Randall Stephenson, CEO of WarnerMedia parent AT&T Sunday tipped his hat to the division’s CNN, said AT&T data usage has surged and it’s not charging for overages or cutting off service as the company and the rest of the country face down the global coronavirus pandemic – largely from home.
Given, it’s his owned network, but his defense was of the press in general. And the solidarity came as President Trump repeatedly attacks the news media, has often accused CNN of being “fake news” and last week savaged an NBC News reporter at a daily press briefing.
Speaking on CNN’s Reliable Sources, Stephenson said he and other business leaders he talks to “are looking at this as a kind of war. This is like World War 2. And everybody needs to step up and do their part and I see the press as vital at at time like this, a time of war, to make sure that our people are informed. CEOs like me, politicians, getting information to the public. I take my hat off to CNN. I think what they’re doing is terrific work and the journalists … I think of you as first responders yourselves.”
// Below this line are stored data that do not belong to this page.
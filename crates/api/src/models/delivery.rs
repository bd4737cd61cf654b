//! Delivery models: supplier deliveries and their allocation to order lines.

use chrono::{DateTime, Utc};
use serde::{Deserialize, Serialize};

use octocat_supply_core::{
    DeliveryId, DeliveryStatus, OrderDetailDeliveryId, OrderDetailId, SupplierId,
};

/// A delivery from a supplier.
#[derive(Debug, Clone, PartialEq, Eq, Serialize, Deserialize, sqlx::FromRow)]
#[serde(rename_all = "camelCase")]
pub struct Delivery {
    pub delivery_id: DeliveryId,
    pub supplier_id: SupplierId,
    pub delivery_date: DateTime<Utc>,
    pub name: String,
    pub description: String,
    pub status: DeliveryStatus,
}

#[derive(Debug, Clone, Deserialize)]
#[serde(rename_all = "camelCase")]
pub struct CreateDelivery {
    pub supplier_id: SupplierId,
    pub delivery_date: DateTime<Utc>,
    pub name: String,
    pub description: String,
    /// Defaults to `pending` when omitted.
    #[serde(default)]
    pub status: Option<DeliveryStatus>,
}

#[derive(Debug, Clone, Default, Deserialize)]
#[serde(rename_all = "camelCase")]
pub struct UpdateDelivery {
    pub supplier_id: Option<SupplierId>,
    pub delivery_date: Option<DateTime<Utc>>,
    pub name: Option<String>,
    pub description: Option<String>,
    pub status: Option<DeliveryStatus>,
}

/// How much of an order line a given delivery fulfils.
#[derive(Debug, Clone, PartialEq, Eq, Serialize, Deserialize, sqlx::FromRow)]
#[serde(rename_all = "camelCase")]
pub struct OrderDetailDelivery {
    pub order_detail_delivery_id: OrderDetailDeliveryId,
    pub order_detail_id: OrderDetailId,
    pub delivery_id: DeliveryId,
    pub quantity: i32,
    pub notes: String,
}

#[derive(Debug, Clone, Deserialize)]
#[serde(rename_all = "camelCase")]
pub struct CreateOrderDetailDelivery {
    pub order_detail_id: OrderDetailId,
    pub delivery_id: DeliveryId,
    pub quantity: i32,
    #[serde(default)]
    pub notes: String,
}

#[derive(Debug, Clone, Default, Deserialize)]
#[serde(rename_all = "camelCase")]
pub struct UpdateOrderDetailDelivery {
    pub order_detail_id: Option<OrderDetailId>,
    pub delivery_id: Option<DeliveryId>,
    pub quantity: Option<i32>,
    pub notes: Option<String>,
}

#[cfg(test)]
#[allow(clippy::unwrap_used)]
mod tests {
    use super::*;

    #[test]
    fn test_delivery_status_kebab_case() {
        let json = r#"{
            "supplierId": 1,
            "deliveryDate": "2024-01-20T10:00:00Z",
            "name": "Monthly Delivery",
            "description": "Monthly supplies delivery",
            "status": "in-transit"
        }"#;
        let create: CreateDelivery = serde_json::from_str(json).unwrap();
        assert_eq!(create.status, Some(DeliveryStatus::InTransit));
    }
}
//! Authentication error types.

use thiserror::Error;

use crate::db::RepositoryError;

/// Errors that can occur during authentication operations.
#[derive(Debug, Error)]
pub enum AuthError {
    /// Invalid email format.
    #[error("invalid email: {0}")]
    InvalidEmail(#[from] octocat_supply_core::EmailError),

    /// Invalid credentials (wrong password, unknown user, or locked account).
    #[error("invalid credentials")]
    InvalidCredentials,

    /// User already exists.
    #[error("user already exists")]
    UserAlreadyExists,

    /// Password too weak or invalid.
    #[error("password validation failed: {0}")]
    WeakPassword(String),

    /// Repository/database error.
    #[error("database error: {0}")]
    Repository(#[from] RepositoryError),

    /// Password hashing error.
    #[error("password hashing error")]
    PasswordHash,
}
//! Status enums for orders and deliveries.

use core::fmt;
use core::str::FromStr;

use serde::{Deserialize, Serialize};

/// Lifecycle status of a purchase order.
#[derive(Debug, Clone, Copy, PartialEq, Eq, Hash, Serialize, Deserialize, Default)]
#[serde(rename_all = "lowercase")]
pub enum OrderStatus {
    #[default]
    Pending,
    Processing,
    Shipped,
    Delivered,
    Cancelled,
}

impl OrderStatus {
    /// Returns the canonical lowercase string for this status.
    #[must_use]
    pub const fn as_str(self) -> &'static str {
        match self {
            Self::Pending => "pending",
            Self::Processing => "processing",
            Self::Shipped => "shipped",
            Self::Delivered => "delivered",
            Self::Cancelled => "cancelled",
        }
    }
}

impl fmt::Display for OrderStatus {
    fn fmt(&self, f: &mut fmt::Formatter<'_>) -> fmt::Result {
        f.write_str(self.as_str())
    }
}

/// Error returned when parsing an unknown status string.
#[derive(Debug, Clone, thiserror::Error)]
#[error("unknown status: {0}")]
pub struct StatusParseError(String);

impl FromStr for OrderStatus {
    type Err = StatusParseError;

    fn from_str(s: &str) -> Result<Self, Self::Err> {
        match s {
            "pending" => Ok(Self::Pending),
            "processing" => Ok(Self::Processing),
            "shipped" => Ok(Self::Shipped),
            "delivered" => Ok(Self::Delivered),
            "cancelled" => Ok(Self::Cancelled),
            other => Err(StatusParseError(other.to_owned())),
        }
    }
}

/// Lifecycle status of a supplier delivery.
///
/// Serialized in kebab case (`in-transit`), matching the wire format.
#[derive(Debug, Clone, Copy, PartialEq, Eq, Hash, Serialize, Deserialize, Default)]
#[serde(rename_all = "kebab-case")]
pub enum DeliveryStatus {
    #[default]
    Pending,
    InTransit,
    Delivered,
    Failed,
}

impl DeliveryStatus {
    /// Returns the canonical kebab-case string for this status.
    #[must_use]
    pub const fn as_str(self) -> &'static str {
        match self {
            Self::Pending => "pending",
            Self::InTransit => "in-transit",
            Self::Delivered => "delivered",
            Self::Failed => "failed",
        }
    }
}

impl fmt::Display for DeliveryStatus {
    fn fmt(&self, f: &mut fmt::Formatter<'_>) -> fmt::Result {
        f.write_str(self.as_str())
    }
}

impl FromStr for DeliveryStatus {
    type Err = StatusParseError;

    fn from_str(s: &str) -> Result<Self, Self::Err> {
        match s {
            "pending" => Ok(Self::Pending),
            "in-transit" => Ok(Self::InTransit),
            "delivered" => Ok(Self::Delivered),
            "failed" => Ok(Self::Failed),
            other => Err(StatusParseError(other.to_owned())),
        }
    }
}

/// Implements sqlx TEXT mapping for a status enum via `as_str`/`FromStr`.
#[cfg(feature = "postgres")]
macro_rules! impl_status_pg {
    ($name:ident) => {
        impl ::sqlx::Type<::sqlx::Postgres> for $name {
            fn type_info() -> ::sqlx::postgres::PgTypeInfo {
                <&str as ::sqlx::Type<::sqlx::Postgres>>::type_info()
            }

            fn compatible(ty: &::sqlx::postgres::PgTypeInfo) -> bool {
                <&str as ::sqlx::Type<::sqlx::Postgres>>::compatible(ty)
            }
        }

        impl<'r> ::sqlx::Decode<'r, ::sqlx::Postgres> for $name {
            fn decode(
                value: ::sqlx::postgres::PgValueRef<'r>,
            ) -> ::core::result::Result<Self, ::sqlx::error::BoxDynError> {
                let s = <&str as ::sqlx::Decode<::sqlx::Postgres>>::decode(value)?;
                Ok(s.parse::<Self>()?)
            }
        }

        impl ::sqlx::Encode<'_, ::sqlx::Postgres> for $name {
            fn encode_by_ref(
                &self,
                buf: &mut ::sqlx::postgres::PgArgumentBuffer,
            ) -> ::std::result::Result<::sqlx::encode::IsNull, ::sqlx::error::BoxDynError>
            {
                <&str as ::sqlx::Encode<::sqlx::Postgres>>::encode_by_ref(&self.as_str(), buf)
            }
        }
    };
}

#[cfg(feature = "postgres")]
impl_status_pg!(OrderStatus);
#[cfg(feature = "postgres")]
impl_status_pg!(DeliveryStatus);

#[cfg(test)]
#[allow(clippy::unwrap_used)]
mod tests {
    use super::*;

    #[test]
    fn test_order_status_serde() {
        let json = serde_json::to_string(&OrderStatus::Processing).unwrap();
        assert_eq!(json, "\"processing\"");
        let back: OrderStatus = serde_json::from_str("\"cancelled\"").unwrap();
        assert_eq!(back, OrderStatus::Cancelled);
    }

    #[test]
    fn test_delivery_status_kebab_case() {
        let json = serde_json::to_string(&DeliveryStatus::InTransit).unwrap();
        assert_eq!(json, "\"in-transit\"");
        let back: DeliveryStatus = "in-transit".parse().unwrap();
        assert_eq!(back, DeliveryStatus::InTransit);
    }

    #[test]
    fn test_status_parse_unknown() {
        assert!("on-hold".parse::<OrderStatus>().is_err());
        assert!("lost".parse::<DeliveryStatus>().is_err());
    }
}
He said the telecom and media giant has 90,000 employees working from home and thousands more on leave – for which it’s paying them for up to 160 hours and possibly more depending on the situation.” To help cash-strapped consumers and small businesses, AT&T is waiving data caps, overage fees, late fees and ” won’t cut off your service,”’
Stephenson said mobile traffic and wifi usage is way up (respectively 40% and 100%) as so many work from home, adults, and kids with schools closed. “When U.S. businesses sent everyone home it changes traffic patterns” but “the infrastructure is holding up quite well.” He said he thinks society will emerge from the pandemic with new awareness of how technology can keep things functioning and people connected.
In response to a question, he said “it’s hard to say” if the circa $2 trillion aid package to the country being worked out by Congress and the White House will be enough. “I don’t think we are going to know. … We need to be big and bold. It may not be as precision targeted and we need to help the consumer and small business … and more stressed areas like the airlines. So we think directionally its in the right place. .. It’s hard to say if it’s enough. But it’s big and bold.”
Stephenson noted that AT&T has tens of thousands of front line workers who stay out and on the ground during emergencies “making sure things function, especially for our first-responder communities. He said a network initiative – a public-private partnership between AT&T and the First Responder Network Authority (FirstNet Authority) to make sure that first responders all over the country are connected is being tested for the first time during this crisis and proved successful.